3.5. Induction of ROS by HmEVs and MmEVs

In the subsequent experiments assessing oxidative stress, we selected intermediate mEV concentrations of 250 and 500 μg/mL based on the growth-curve data. At 1000 μg/mL, mEVs produced near-maximal inhibition of bacterial growth and were therefore not used for ROS measurements. ROS quantification showed that untreated S. aureus exhibited baseline fluorescence of 27.6 ± 3.9 AU. Treatment with 250 μg/mL EVs increased ROS by 1.9-fold, while 500 μg/mL EVs induced a 5.1-fold increase. Notably, at 500 μg/mL, MmEVs produced 8.2% more ROS than HmEVs (Figure 6, p < 0.05).

3.6. Inhibition of Antioxidant and Metabolic Enzymes by HmEVs and MmEVs

Enzyme activity assays demonstrated that both HmEVs and MmEVs inhibited SOD, CAT, POD, and ATPase activities in S. aureus in a dose-dependent manner, with higher concentrations leading to progressively stronger suppression (Figure 7, p < 0.05). MmEVs consistently exhibited greater inhibition compared with HmEVs. Since MmEVs showed stronger antimicrobial activity, subsequent experiments focused on their effects on biofilm formation and cell-envelope integrity.
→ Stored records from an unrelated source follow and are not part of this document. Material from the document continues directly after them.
pub mod query;

use std::{fmt, sync::Arc, time::Duration};

use async_trait::async_trait;
use neo4rs::{Graph, Node};
use serde_json::{Map, Value};
use tracing::{debug, info};

pub use self::query::{EntityQuery, MAX_ENTITIES};
use crate::{error::Error, settings::GraphSettings};

/// Text used in place of graph context when nothing matched.
pub const NO_ENTITIES: &str = "No relevant entities found.";

/// Property set of one matched node, taken verbatim from the store.
pub type Entity = Map<String, Value>;

/// A store that can run an [`EntityQuery`].
#[async_trait]
pub trait GraphStore: Send + Sync {
    async fn find_entities(&self, query: &EntityQuery) -> Result<Vec<Entity>, Error>;
}

/// Neo4j-backed [`GraphStore`].
///
/// `neo4rs::Graph` keeps a connection pool, so one store can serve many
/// concurrent turns. Each search borrows a connection for the duration of
/// the call only.
pub struct Neo4jStore {
    graph: Arc<Graph>,
    timeout: Duration,
}

impl Neo4jStore {
    pub async fn connect(settings: &GraphSettings) -> Result<Self, Error> {
        let graph = Graph::new(
            settings.uri.as_str(),
            settings.user.as_str(),
            settings.password.as_str(),
        )
        .await
        .map_err(|e| Error::GraphUnavailable(format!("failed to connect to Neo4j: {e}")))?;
        info!("Connected to Neo4j at {}", settings.uri);

        Ok(Self {
            graph: Arc::new(graph),
            timeout: Duration::from_secs(settings.timeout_secs),
        })
    }

    async fn run(&self, query: &EntityQuery) -> Result<Vec<Entity>, Error> {
        let mut result = self
            .graph
            .execute(query.to_neo4rs())
            .await
            .map_err(|e| Error::GraphUnavailable(e.to_string()))?;

        let mut entities = Vec::new();
        while let Some(row) = result
            .next()
            .await
            .map_err(|e| Error::GraphUnavailable(e.to_string()))?
        {
            let node: Node = row
                .get("n")
                .map_err(|e| Error::GraphUnavailable(format!("unexpected row shape: {e}")))?;
            entities.push(node_properties(&node));
            if entities.len() == MAX_ENTITIES {
                break;
            }
        }
        Ok(entities)
    }
}

#[async_trait]
impl GraphStore for Neo4jStore {
    async fn find_entities(&self, query: &EntityQuery) -> Result<Vec<Entity>, Error> {
        match tokio::time::timeout(self.timeout, self.run(query)).await {
            Ok(result) => result,
            Err(_) => Err(Error::GraphUnavailable(format!(
                "query timed out after {}s",
                self.timeout.as_secs()
            ))),
        }
    }
}

fn node_properties(node: &Node) -> Entity {
    let mut entity = Entity::new();
    for key in node.keys() {
        match node.get::<Value>(key) {
            Ok(value) => {
                entity.insert(key.to_string(), value);
            }
            Err(e) => debug!("Skipping property {key} without a JSON form: {e}"),
        }
    }
    entity
}

/// Serialized graph facts inserted into the prompt.
#[derive(Debug, Clone, PartialEq, Eq)]
pub struct ContextBlob(String);

impl ContextBlob {
    /// Renders at most [`MAX_ENTITIES`] entities as pretty-printed JSON
    /// blocks separated by blank lines.
    pub fn from_entities(entities: &[Entity]) -> Self {
        if entities.is_empty() {
            return Self::empty();
        }
        let blocks = entities
            .iter()
            .take(MAX_ENTITIES)
            // A map of JSON values always serializes.
            .map(|e| serde_json::to_string_pretty(e).unwrap_or_default())
            .collect::<Vec<_>>();
        Self(blocks.join("\n\n"))
    }

    pub fn empty() -> Self {
        Self(NO_ENTITIES.to_string())
    }

    pub fn as_str(&self) -> &str {
        &self.0
    }

    pub fn is_empty(&self) -> bool {
        self.0 == NO_ENTITIES
    }
}

impl fmt::Display for ContextBlob {
    fn fmt(&self, f: &mut fmt::Formatter<'_>) -> fmt::Result {
        f.write_str(&self.0)
    }
}

/// Runs entity searches and shapes the matches into a [`ContextBlob`].
#[derive(Clone)]
pub struct ContextFetcher {
    store: Arc<dyn GraphStore>,
}

impl ContextFetcher {
    pub fn new(store: Arc<dyn GraphStore>) -> Self {
        Self { store }
    }

    pub async fn fetch(&self, query: &EntityQuery) -> Result<ContextBlob, Error> {
        let entities = self.store.find_entities(query).await?;
        debug!(
            "Graph search for {:?} matched {} entities",
            query.search_text(),
            entities.len()
        );
        Ok(ContextBlob::from_entities(&entities))
    }
}

#[cfg(test)]
pub(crate) mod tests {
    use std::sync::{Arc, Mutex};

    use async_trait::async_trait;
    use serde_json::json;

    use super::{ContextBlob, ContextFetcher, Entity, EntityQuery, GraphStore, NO_ENTITIES};
    use crate::error::Error;

    /// Returns canned entities and records the search texts it receives.
    #[derive(Default)]
    pub(crate) struct FakeStore {
        pub(crate) entities: Vec<Entity>,
        pub(crate) unavailable: bool,
        pub(crate) searches: Mutex<Vec<String>>,
    }

    impl FakeStore {
        pub(crate) fn with(entities: Vec<Entity>) -> Self {
            Self {
                entities,
                ..Default::default()
            }
        }

        pub(crate) fn unavailable() -> Self {
            Self {
                unavailable: true,
                ..Default::default()
            }
        }
    }

    #[async_trait]
    impl GraphStore for FakeStore {
        async fn find_entities(&self, query: &EntityQuery) -> Result<Vec<Entity>, Error> {
            self.searches
                .lock()
                .unwrap()
                .push(query.search_text().to_string());
            if self.unavailable {
                return Err(Error::GraphUnavailable("connection refused".to_string()));
            }
            Ok(self.entities.clone())
        }
    }

    pub(crate) fn entity(value: serde_json::Value) -> Entity {
        match value {
            serde_json::Value::Object(map) => map,
            _ => panic!("entity must be a JSON object"),
        }
    }

    #[tokio::test]
    async fn no_matches_yield_sentinel() {
        let fetcher = ContextFetcher::new(Arc::new(FakeStore::default()));
        let blob = fetcher.fetch(&EntityQuery::build("nothing")).await.unwrap();
        assert_eq!(blob.as_str(), NO_ENTITIES);
        assert!(blob.is_empty());
    }

    #[tokio::test]
    async fn serializes_each_match() {
        let store = FakeStore::with(vec![
            entity(json!({"disease": "Flu", "symptom": "fever, headache"})),
            entity(json!({"name": "Migraine"})),
        ]);
        let fetcher = ContextFetcher::new(Arc::new(store));
        let blob = fetcher.fetch(&EntityQuery::build("fever")).await.unwrap();

        assert_eq!(
            blob.as_str(),
            "{\n  \"disease\": \"Flu\",\n  \"symptom\": \"fever, headache\"\n}\n\n{\n  \"name\": \"Migraine\"\n}"
        );
    }

    #[tokio::test]
    async fn caps_matches() {
        let entities = (0..8)
            .map(|i| entity(json!({ "name": format!("entity-{i}") })))
            .collect();
        let fetcher = ContextFetcher::new(Arc::new(FakeStore::with(entities)));
        let blob = fetcher.fetch(&EntityQuery::build("entity")).await.unwrap();

        assert_eq!(blob.as_str().matches("\"name\"").count(), 5);
        assert!(blob.as_str().contains("entity-4"));
        assert!(!blob.as_str().contains("entity-5"));
    }

    #[tokio::test]
    async fn store_failure_is_reported() {
        let fetcher = ContextFetcher::new(Arc::new(FakeStore::unavailable()));
        let err = fetcher
            .fetch(&EntityQuery::build("fever"))
            .await
            .unwrap_err();
        assert!(matches!(err, Error::GraphUnavailable(_)));
    }

    #[test]
    fn blocks_are_never_empty() {
        let blob = ContextBlob::from_entities(&[
            entity(json!({"name": "Asthma", "severity": 3, "triggers": ["dust", "cold air"]})),
            entity(json!({"title": null, "chronic": true})),
        ]);
        let blocks: Vec<&str> = blob.as_str().split("\n\n").collect();

        assert_eq!(blocks.len(), 2);
        assert!(blocks.iter().all(|b| b.starts_with('{') && b.ends_with('}')));
        assert!(blocks[0].contains("\"triggers\": [\n    \"dust\",\n    \"cold air\"\n  ]"));
        assert!(blocks[1].contains("\"title\": null"));
    }

    #[test]
    fn blob_display() {
        let blob = ContextBlob::from_entities(&[entity(json!({"title": "Cold"}))]);
        assert_eq!(blob.to_string(), blob.as_str());
        assert_eq!(ContextBlob::from_entities(&[]), ContextBlob::empty());
    }
}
3.7. Effects of MmEVs on S. aureus Biofilm and Ultrastructure

Treatment with MmEVs (62.5–2000 μg/mL) suppressed biofilm formation in a concentration-dependent manner. Inhibition at 250 μg/mL was significantly greater than at 62.5 and 125 μg/mL (p < 0.05) but not different from higher concentrations (500–2000 μg/mL) (Figure 8A). Based on reduced crystal violet staining, the minimum biofilm inhibitory concentration (MBIC) was determined as 250 μg/mL (Figure 8B). SEM analysis revealed that S. aureus cells treated with MmEVs at the MBIC exhibited cytoplasmic leakage, indistinct envelope boundaries, and membrane detachment from the cell wall (Figure 8C). Crystal violet staining reflects total adherent biomass rather than specific matrix components, and the SEM images provide qualitative morphological evidence of MmEV-induced damage rather than direct proof of a particular molecular mechanism.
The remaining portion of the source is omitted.